Wittrup K Dane
Biological Engineering and Chemical Engineering, Koch Institute for Integrative Cancer Research, Massachusetts Institute of Technology, Cambridge, MA 02139, USA.
Trends Cancer. 2017 Sep;3(9):615-620. doi: 10.1016/j.trecan.2017.07.001. Epub 2017 Jul 29.

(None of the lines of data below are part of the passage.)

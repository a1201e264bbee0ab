use analyzer::ExperimentAnalyzer;
use anyhow::Context;
use clap::{Parser, Subcommand};
use configuration::{DesignArgs, Settings, load_config};
use core_types::{AcquisitionChannel, DeviceType};
use std::path::{Path, PathBuf};

mod render;

/// The main entry point for the Vantage experiment readout tool.
fn main() -> anyhow::Result<()> {
    // Load VANTAGE_* overrides and RUST_LOG from a .env file, if there is one.
    dotenvy::dotenv().ok();

    // Parse command-line arguments
    let cli = Cli::parse();

    let settings = load_config(cli.config.as_deref()).context("Failed to load configuration")?;
    let _guard = configuration::init_tracing(&settings.logging)
        .context("Failed to initialise logging")?;
    tracing::debug!(?settings, "Loaded configuration");

    // Execute the appropriate command
    match cli.command {
        Commands::Power(args) => handle_power(args, settings),
        Commands::SampleSize(args) => handle_sample_size(args, settings),
        Commands::Analyze(args) => handle_analyze(args, settings),
        Commands::Segment(args) => handle_segment(args, settings),
    }
}

// ==============================================================================
// CLI Structure
// ==============================================================================

/// Power analysis and post-hoc readout for two-arm conversion experiments.
#[derive(Parser)]
#[command(author, version, about, long_about = None)]
struct Cli {
    /// Path to the experiment configuration (defaults to ./experiment.toml if present).
    #[arg(long, global = true)]
    config: Option<PathBuf>,

    #[command(subcommand)]
    command: Commands,
}

#[derive(Subcommand)]
enum Commands {
    /// Estimate the power of an experiment design.
    Power(DesignArgs),
    /// Solve for the per-arm sample size reaching the target power.
    SampleSize(DesignArgs),
    /// Run the full readout over an experiment export.
    Analyze(AnalyzeArgs),
    /// Conversion lift inside an ad-hoc channel/device slice.
    Segment(SegmentArgs),
}

#[derive(Parser)]
struct AnalyzeArgs {
    /// CSV export with one row per trial user.
    #[arg(long)]
    data: PathBuf,

    /// Print the report as JSON instead of tables.
    #[arg(long)]
    json: bool,
}

#[derive(Parser)]
struct SegmentArgs {
    /// CSV export with one row per trial user.
    #[arg(long)]
    data: PathBuf,

    #[arg(long, value_enum)]
    channel: Option<AcquisitionChannel>,

    #[arg(long, value_enum)]
    device: Option<DeviceType>,

    /// Print the result as JSON instead of a table.
    #[arg(long)]
    json: bool,
}

// ==============================================================================
// Command Logic
// ==============================================================================

fn with_design(args: &DesignArgs, mut settings: Settings) -> ExperimentAnalyzer {
    settings.design = args.apply(&settings.design);
    ExperimentAnalyzer::new(settings)
}

fn handle_power(args: DesignArgs, settings: Settings) -> anyhow::Result<()> {
    let analyzer = with_design(&args, settings);
    let estimate = analyzer.design_power().context("Power calculation failed")?;
    tracing::info!(power = estimate.power, "Estimated design power");
    println!("{}", render::power_table(&estimate));
    Ok(())
}

fn handle_sample_size(args: DesignArgs, settings: Settings) -> anyhow::Result<()> {
    let analyzer = with_design(&args, settings);
    let n = analyzer
        .required_sample_size()
        .context("Sample-size calculation failed")?;
    tracing::info!(n, "Solved per-arm sample size");
    println!("{}", render::sample_size_table(&analyzer.settings().design, n));
    Ok(())
}

fn load_records(path: &Path) -> anyhow::Result<Vec<core_types::ExperimentRecord>> {
    dataset::load_csv(path).with_context(|| format!("Failed to load dataset {}", path.display()))
}

fn handle_analyze(args: AnalyzeArgs, settings: Settings) -> anyhow::Result<()> {
    let records = load_records(&args.data)?;
    let report = ExperimentAnalyzer::new(settings)
        .run(&records)
        .context("Analysis failed")?;

    if args.json {
        println!("{}", serde_json::to_string_pretty(&report)?);
    } else {
        render::print_report(&report);
    }
    Ok(())
}

fn handle_segment(args: SegmentArgs, settings: Settings) -> anyhow::Result<()> {
    let records = load_records(&args.data)?;
    let lift = ExperimentAnalyzer::new(settings)
        .segment(&records, args.channel, args.device)
        .context("Segment lift failed")?;

    if args.json {
        println!("{}", serde_json::to_string_pretty(&lift)?);
    } else {
        println!("{}", render::segments_table(std::slice::from_ref(&lift)));
    }
    Ok(())
}
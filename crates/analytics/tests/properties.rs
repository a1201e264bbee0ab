use analytics::{
    AnalyticsError, PowerInput, TTestKind, estimate_power, two_proportion_z_test,
    two_sample_t_test,
};
use proptest::prelude::*;

fn design(baseline_rate: f64, mde: f64, n: u64, alpha: f64) -> PowerInput {
    PowerInput {
        baseline_rate,
        minimum_detectable_effect: mde,
        sample_size_per_arm: n,
        alpha,
    }
}

proptest! {
    #[test]
    fn power_is_a_probability(
        p0 in 0.01f64..0.99,
        mde in 0.0001f64..0.5,
        n in 1u64..200_000,
        alpha in 0.001f64..0.2,
    ) {
        let estimate = estimate_power(&design(p0, mde, n, alpha)).unwrap();
        prop_assert!((0.0..=1.0).contains(&estimate.power));
    }

    #[test]
    fn power_grows_with_sample_size(
        p0 in 0.05f64..0.95,
        mde in 0.001f64..0.05,
        n in 10u64..50_000,
        extra in 1u64..50_000,
    ) {
        let small = estimate_power(&design(p0, mde, n, 0.05)).unwrap().power;
        let large = estimate_power(&design(p0, mde, n + extra, 0.05)).unwrap().power;
        prop_assert!(large >= small - 1e-12, "n={} -> {}, n={} -> {}", n, small, n + extra, large);
    }

    #[test]
    fn power_grows_with_effect(
        p0 in 0.05f64..0.95,
        mde in 0.001f64..0.05,
        bump in 0.0001f64..0.05,
        n in 10u64..50_000,
    ) {
        let small = estimate_power(&design(p0, mde, n, 0.05)).unwrap().power;
        let large = estimate_power(&design(p0, mde + bump, n, 0.05)).unwrap().power;
        prop_assert!(large >= small - 1e-12);
    }

    #[test]
    fn swapping_proportion_groups_negates_z(
        (n_a, x_a) in (2u64..100_000).prop_flat_map(|n| (Just(n), 1..n)),
        (n_b, x_b) in (2u64..100_000).prop_flat_map(|n| (Just(n), 1..n)),
    ) {
        let forward = two_proportion_z_test(x_a, n_a, x_b, n_b, 0.95).unwrap();
        let backward = two_proportion_z_test(x_b, n_b, x_a, n_a, 0.95).unwrap();
        prop_assert!((forward.statistic + backward.statistic).abs() < 1e-9);
        prop_assert!((forward.p_value - backward.p_value).abs() < 1e-12);
        prop_assert!((0.0..=1.0).contains(&forward.p_value));
    }

    #[test]
    fn identical_rates_have_unit_p_value(
        x in 1u64..1_000,
        scale in 2u64..20,
        k in 1u64..50,
    ) {
        // Group B is group A scaled by k, so both rates are x / n exactly.
        let n = x * scale;
        let r = two_proportion_z_test(x, n, x * k, n * k, 0.95).unwrap();
        prop_assert!(r.statistic.abs() < 1e-9);
        prop_assert!((r.p_value - 1.0).abs() < 1e-9);
    }

    #[test]
    fn swapping_mean_groups_negates_t(
        a in prop::collection::vec(-100.0f64..100.0, 2..60),
        b in prop::collection::vec(-100.0f64..100.0, 2..60),
    ) {
        match two_sample_t_test(&a, &b, TTestKind::Student, 0.95) {
            Ok(forward) => {
                let backward = two_sample_t_test(&b, &a, TTestKind::Student, 0.95).unwrap();
                prop_assert!((forward.statistic + backward.statistic).abs() < 1e-6);
                prop_assert!((forward.p_value - backward.p_value).abs() < 1e-9);
                prop_assert!(forward.p_value.is_finite());
            }
            Err(err) => prop_assert!(matches!(err, AnalyticsError::DegenerateVariance(_))),
        }
    }

    #[test]
    fn constant_samples_never_yield_nan(value in -50.0f64..50.0, len_a in 2usize..30, len_b in 2usize..30) {
        let a = vec![value; len_a];
        let b = vec![value; len_b];
        let result = two_sample_t_test(&a, &b, TTestKind::Welch, 0.95);
        prop_assert!(matches!(result, Err(AnalyticsError::DegenerateVariance(_))));
    }
}
use thiserror::Error;

#[derive(Error, Debug)]
pub enum CoreError {
    #[error("Unknown {kind} value: '{value}'")]
    UnknownCategory { kind: &'static str, value: String },
}
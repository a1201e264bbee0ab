use analytics::AnalyticsError;
use core_types::Metric;
use thiserror::Error;

#[derive(Error, Debug)]
pub enum AnalyzerError {
    #[error("Analytics error: {0}")]
    Analytics(#[from] AnalyticsError),

    #[error("Failed to test metric '{metric}': {source}")]
    Metric {
        metric: Metric,
        #[source]
        source: AnalyticsError,
    },

    #[error("Failed to compute lift for segment '{segment}': {source}")]
    Segment {
        segment: String,
        #[source]
        source: AnalyticsError,
    },
}
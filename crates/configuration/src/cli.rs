use crate::settings::DesignSettings;
use clap::Args;

/// Command-line overrides for the `[design]` section.
#[derive(Debug, Clone, Default, Args)]
pub struct DesignArgs {
    /// Baseline conversion rate (e.g. 0.12).
    #[arg(long)]
    pub baseline: Option<f64>,

    /// Absolute minimum detectable effect (e.g. 0.015).
    #[arg(long)]
    pub mde: Option<f64>,

    /// Sample size per arm.
    #[arg(long = "n")]
    pub sample_size_per_arm: Option<u64>,

    /// Significance level.
    #[arg(long)]
    pub alpha: Option<f64>,

    /// Target power for the sample-size solver.
    #[arg(long)]
    pub power: Option<f64>,
}

impl DesignArgs {
    /// Returns `design` with every flag that was given applied on top.
    pub fn apply(&self, design: &DesignSettings) -> DesignSettings {
        DesignSettings {
            baseline_rate: self.baseline.unwrap_or(design.baseline_rate),
            minimum_detectable_effect: self.mde.unwrap_or(design.minimum_detectable_effect),
            sample_size_per_arm: self.sample_size_per_arm.unwrap_or(design.sample_size_per_arm),
            alpha: self.alpha.unwrap_or(design.alpha),
            target_power: self.power.unwrap_or(design.target_power),
        }
    }
}
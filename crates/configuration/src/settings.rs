use analytics::{AnalyticsEngine, PowerInput, TTestKind, ZeroLiftPolicy};
use core_types::{AcquisitionChannel, DeviceType, Metric, Segment};
use rust_decimal::Decimal;
use serde::Deserialize;
use std::path::PathBuf;

use crate::error::ConfigError;

/// The root configuration structure for an experiment readout.
#[derive(Debug, Clone, Deserialize)]
pub struct Settings {
    #[serde(default)]
    pub design: DesignSettings,
    #[serde(default)]
    pub analysis: AnalysisSettings,
    /// Named slices to report lift for. Defaults to the mobile paid-social slice.
    #[serde(default = "default_segments")]
    pub segments: Vec<SegmentDefinition>,
    /// Optional business projection; omitted from the report when absent.
    #[serde(default)]
    pub impact: Option<ImpactSettings>,
    #[serde(default)]
    pub logging: LoggingSettings,
}

/// Pre-experiment design assumptions used for the power check.
#[derive(Debug, Clone, Deserialize)]
#[serde(default)]
pub struct DesignSettings {
    /// Expected conversion rate of the control arm (e.g. 0.12 for 12%).
    pub baseline_rate: f64,
    /// Smallest absolute lift worth detecting (0.015 is +1.5 points).
    pub minimum_detectable_effect: f64,
    pub sample_size_per_arm: u64,
    pub alpha: f64,
    /// Power the experiment was sized for; used by the sample-size solver.
    pub target_power: f64,
}

/// What to do when a secondary metric cannot be tested.
#[derive(Debug, Clone, Copy, Default, PartialEq, Eq, Deserialize)]
#[serde(rename_all = "snake_case")]
pub enum MetricErrorPolicy {
    /// Fail the whole analysis.
    Abort,
    /// Record the metric as skipped, log it and continue.
    #[default]
    Skip,
}

/// Conventions applied while testing the collected data.
#[derive(Debug, Clone, Deserialize)]
#[serde(default)]
pub struct AnalysisSettings {
    /// Significance threshold for declaring a result significant.
    pub alpha: f64,
    /// Level of the reported confidence intervals.
    pub confidence_level: f64,
    pub t_test: TTestKind,
    pub zero_lift_policy: ZeroLiftPolicy,
    pub on_metric_error: MetricErrorPolicy,
    /// Metrics tested after the primary paid-conversion test.
    pub secondary_metrics: Vec<Metric>,
    /// Attach a z-test to every segment lift. Off by default: segment lifts are descriptive.
    pub test_segments: bool,
    /// Also compute lift for every channel x device cell present in the data.
    pub segment_grid: bool,
    /// p-value below which the arm split is reported as a sample-ratio mismatch.
    pub srm_threshold: f64,
}

/// A named segment built from optional channel and device filters.
#[derive(Debug, Clone, PartialEq, Eq, Deserialize)]
pub struct SegmentDefinition {
    pub name: String,
    #[serde(default)]
    pub channel: Option<AcquisitionChannel>,
    #[serde(default)]
    pub device: Option<DeviceType>,
}

impl SegmentDefinition {
    pub fn segment(&self) -> Segment {
        Segment::from_attributes(self.channel, self.device)
    }
}

/// Inputs of the yearly value projection.
#[derive(Debug, Clone, Deserialize)]
pub struct ImpactSettings {
    pub monthly_trials: u64,
    /// Annual revenue attributed to one additional paid conversion.
    pub value_per_conversion: Decimal,
}

#[derive(Debug, Clone, Deserialize)]
#[serde(default)]
pub struct LoggingSettings {
    /// Default filter directive; `RUST_LOG` takes precedence when set.
    pub level: String,
    /// When set, logs are also written to a daily-rolling file in this directory.
    pub directory: Option<PathBuf>,
    pub file_prefix: String,
    pub ansi: bool,
}

// --- Default Implementations ---
// These mirror the onboarding experiment design, so a missing file or section
// still produces a meaningful readout.

impl Default for Settings {
    fn default() -> Self {
        Self {
            design: DesignSettings::default(),
            analysis: AnalysisSettings::default(),
            segments: default_segments(),
            impact: None,
            logging: LoggingSettings::default(),
        }
    }
}

impl Default for DesignSettings {
    fn default() -> Self {
        Self {
            baseline_rate: 0.12,
            minimum_detectable_effect: 0.015,
            sample_size_per_arm: 25_000,
            alpha: 0.05,
            target_power: 0.8,
        }
    }
}

impl Default for AnalysisSettings {
    fn default() -> Self {
        Self {
            alpha: 0.05,
            confidence_level: 0.95,
            t_test: TTestKind::Student,
            zero_lift_policy: ZeroLiftPolicy::Zero,
            on_metric_error: MetricErrorPolicy::Skip,
            secondary_metrics: vec![Metric::Retention7d, Metric::AvgSessionLength],
            test_segments: false,
            segment_grid: true,
            srm_threshold: 0.001,
        }
    }
}

impl Default for LoggingSettings {
    fn default() -> Self {
        Self {
            level: "info".to_string(),
            directory: None,
            file_prefix: "vantage.log".to_string(),
            ansi: true,
        }
    }
}

fn default_segments() -> Vec<SegmentDefinition> {
    vec![SegmentDefinition {
        name: "mobile_paid_social".to_string(),
        channel: Some(AcquisitionChannel::PaidSocial),
        device: Some(DeviceType::Mobile),
    }]
}

impl DesignSettings {
    pub fn power_input(&self) -> PowerInput {
        PowerInput {
            baseline_rate: self.baseline_rate,
            minimum_detectable_effect: self.minimum_detectable_effect,
            sample_size_per_arm: self.sample_size_per_arm,
            alpha: self.alpha,
        }
    }
}

impl AnalysisSettings {
    /// Builds the calculator configured with these conventions.
    pub fn engine(&self) -> AnalyticsEngine {
        AnalyticsEngine::new()
            .with_confidence_level(self.confidence_level)
            .with_t_test(self.t_test)
            .with_zero_lift_policy(self.zero_lift_policy)
    }
}

impl Settings {
    /// Rejects values the analytics layer would refuse later, with a pointer to the key.
    pub fn validate(&self) -> Result<(), ConfigError> {
        open_unit("design.baseline_rate", self.design.baseline_rate)?;
        open_unit("design.alpha", self.design.alpha)?;
        open_unit("design.target_power", self.design.target_power)?;
        if !(self.design.minimum_detectable_effect > 0.0
            && self.design.minimum_detectable_effect < 1.0)
        {
            return Err(ConfigError::ValidationError(format!(
                "design.minimum_detectable_effect must be in (0, 1), got {}",
                self.design.minimum_detectable_effect
            )));
        }
        if self.design.sample_size_per_arm == 0 {
            return Err(ConfigError::ValidationError(
                "design.sample_size_per_arm must be positive".to_string(),
            ));
        }

        open_unit("analysis.alpha", self.analysis.alpha)?;
        open_unit("analysis.confidence_level", self.analysis.confidence_level)?;
        open_unit("analysis.srm_threshold", self.analysis.srm_threshold)?;
        if self.analysis.secondary_metrics.contains(&Metric::PaidConversion) {
            return Err(ConfigError::ValidationError(
                "analysis.secondary_metrics must not repeat the primary metric paid_conversion"
                    .to_string(),
            ));
        }

        let mut names = std::collections::HashSet::new();
        for segment in &self.segments {
            if segment.name.trim().is_empty() {
                return Err(ConfigError::ValidationError(
                    "segments.name must not be empty".to_string(),
                ));
            }
            if !names.insert(segment.name.as_str()) {
                return Err(ConfigError::ValidationError(format!(
                    "duplicate segment name '{}'",
                    segment.name
                )));
            }
        }

        if let Some(impact) = &self.impact {
            if impact.value_per_conversion.is_sign_negative() {
                return Err(ConfigError::ValidationError(
                    "impact.value_per_conversion must not be negative".to_string(),
                ));
            }
        }
        Ok(())
    }
}

fn open_unit(key: &str, value: f64) -> Result<(), ConfigError> {
    if value > 0.0 && value < 1.0 {
        Ok(())
    } else {
        Err(ConfigError::ValidationError(format!(
            "{key} must be strictly between 0 and 1, got {value}"
        )))
    }
}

The classical view of therapeutic monoclonal antibodies (mAbs) against tumor-associated antigens (TAAs) is that their mechanism of action is dominated by signal blocking or the cytotoxicity of Fc-driven innate immune effector functions. We review here a mounting body of evidence that anti-TAA mAbs are capable of profoundly synergizing with T cell-directed immunotherapies such as checkpoint blockade and adoptive cell therapy. Two key components account for this synergy: (i) a self-vaccinal effect mediated by dendritic cells (DCs); and (ii) an inflammatory repolarization of the tumor microenvironment. Efficient exploitation of these mechanisms has tremendous therapeutic potential.
针对肿瘤相关抗原(TAA)的治疗性单克隆抗体(mAb)的传统观点是,其作用机制主要由信号阻断或Fc驱动的固有免疫效应功能的细胞毒性主导。我们在此回顾越来越多的证据表明,抗TAA单克隆抗体能够与T细胞导向的免疫疗法(如检查点阻断和过继性细胞疗法)产生深刻的协同作用。这种协同作用有两个关键因素:(i)由树突状细胞(DC)介导的自我疫苗效应;(ii)肿瘤微环境的炎症性重极化。有效利用这些机制具有巨大的治疗潜力。